In this PIMCO CEF update, we take a closer look at valuations across the PIMCO taxable suite and highlight some of its interesting dynamics, both within the suite as well as relative to the broader CEF space.
Let's kick off with a look at the average valuation in the taxable suite at the moment (red line in the chart below).
The chart shows that the average premium of the suite is about 5%, having risen from a level of zero it briefly hit in June. This current level was only exceeded convincingly in the last 15 years during the GFC and the COVID drawdown, though only very briefly in the latter case.
The fact that CEF discounts have widened sharply, as the following chart shows, has not escaped a lot of income investors so some weakness on the part of PIMCO funds is to be expected.
However, even if we compare the differential of PIMCO taxable CEFs versus the overall CEF average we see that PIMCO valuations have compressed even more than the average CEF relative to its history. For instance, the average PIMCO taxable CEF trades at a 12% higher valuation than the average CEF whereas historically it has traded closer to a 15-25% higher valuation.
What's driving this weakness in PIMCO CEF valuations?
First, it has to be said that the PIMCO taxable CEF population has not remained the same over time. Specifically, in the last couple of years two funds were lost in the PDI merger (PKO and PCI) and two additional funds were introduced (PDO and PAXS). The recently introduced funds are trading at much wider discounts than the average fund. This is likely due to the investors' lack of familiarity with them as well as lock-up expirations in a difficult market environment, causing investors to dump the positions.

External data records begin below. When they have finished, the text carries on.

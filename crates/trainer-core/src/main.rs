mod config;
mod pipeline;

use std::path::PathBuf;

use clap::{Parser, Subcommand};
use tracing_subscriber::EnvFilter;

use jscc::model::channel::ChannelKind;
use pipeline::{EvalArgs, TrainArgs};

/// jscc-train: end-to-end image communication over a simulated noisy channel.
#[derive(Parser)]
#[command(name = "jscc-train", version, about)]
struct Cli {
    #[command(subcommand)]
    command: Command,
}

/// CLI subcommands for training and evaluating the communicator.
#[derive(Subcommand)]
enum Command {
    /// Train the encoder/decoder end-to-end through the channel.
    Train {
        /// Path to the training config TOML file.
        #[arg(long, default_value = "configs/train.toml")]
        config: PathBuf,
        /// Override the total number of epochs.
        #[arg(long)]
        epochs: Option<usize>,
        /// Override the batch size.
        #[arg(long)]
        batch_size: Option<usize>,
        /// Override the checkpoint directory.
        #[arg(long)]
        checkpoint_dir: Option<String>,
        /// Checkpoint stem to load initial weights from (e.g. checkpoints/epoch_91).
        #[arg(long)]
        resume_from: Option<String>,
        /// Override the training image directory.
        #[arg(long)]
        train_dir: Option<String>,
        /// Override the test image directory.
        #[arg(long)]
        test_dir: Option<String>,
        /// Override the run seed.
        #[arg(long)]
        seed: Option<u64>,
        /// Override the channel model (Ideal, AWGN, Rayleigh).
        #[arg(long)]
        channel: Option<ChannelKind>,
        /// Override the channel SNR in dB.
        #[arg(long)]
        snr_db: Option<f64>,
    },
    /// Evaluate a checkpoint over the test set at one or more SNRs.
    Eval {
        /// Path to the training config TOML file.
        #[arg(long, default_value = "configs/train.toml")]
        config: PathBuf,
        /// Checkpoint stem to load (e.g. checkpoints/epoch_42).
        #[arg(long)]
        checkpoint: PathBuf,
        /// Comma-separated list of SNRs in dB to evaluate at.
        #[arg(long, value_delimiter = ',', default_values_t = vec![0.0, 10.0, 25.0])]
        snrs: Vec<f64>,
        /// Override the batch size.
        #[arg(long)]
        batch_size: Option<usize>,
        /// Override the channel model (Ideal, AWGN, Rayleigh).
        #[arg(long)]
        channel: Option<ChannelKind>,
        /// Override the test image directory.
        #[arg(long)]
        test_dir: Option<String>,
        /// Seed for the channel noise during evaluation.
        #[arg(long, default_value_t = 0)]
        seed: u64,
    },
}

fn main() -> anyhow::Result<()> {
    tracing_subscriber::fmt()
        .with_env_filter(
            EnvFilter::try_from_default_env().unwrap_or_else(|_| EnvFilter::new("info")),
        )
        .init();

    let cli = Cli::parse();

    match cli.command {
        Command::Train {
            config,
            epochs,
            batch_size,
            checkpoint_dir,
            resume_from,
            train_dir,
            test_dir,
            seed,
            channel,
            snr_db,
        } => pipeline::run_train(TrainArgs {
            config,
            epochs,
            batch_size,
            checkpoint_dir,
            resume_from,
            train_dir,
            test_dir,
            seed,
            channel,
            snr_db,
        }),
        Command::Eval {
            config,
            checkpoint,
            snrs,
            batch_size,
            channel,
            test_dir,
            seed,
        } => pipeline::run_eval(EvalArgs {
            config,
            checkpoint,
            snrs,
            batch_size,
            channel,
            test_dir,
            seed,
        }),
    }
}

The second reason that PIMCO taxable CEF valuations have compressed relative to the broader CEF space is that PIMCO funds have been cutting distributions over time. All else equal, a lower distribution tends to lead to a lower premium or a wider discount and the impact will be larger for funds trading at a higher valuation such as the PIMCO funds. A good example of this is the steady deflation in the PGP premium in response to cuts. More recently, PTY, PFL and PFN have all seen significant reductions in their traded premiums as a result of their cuts last year with PTY now trading at a 15% premium versus a peak of around 52% in 2021 prior to its cut.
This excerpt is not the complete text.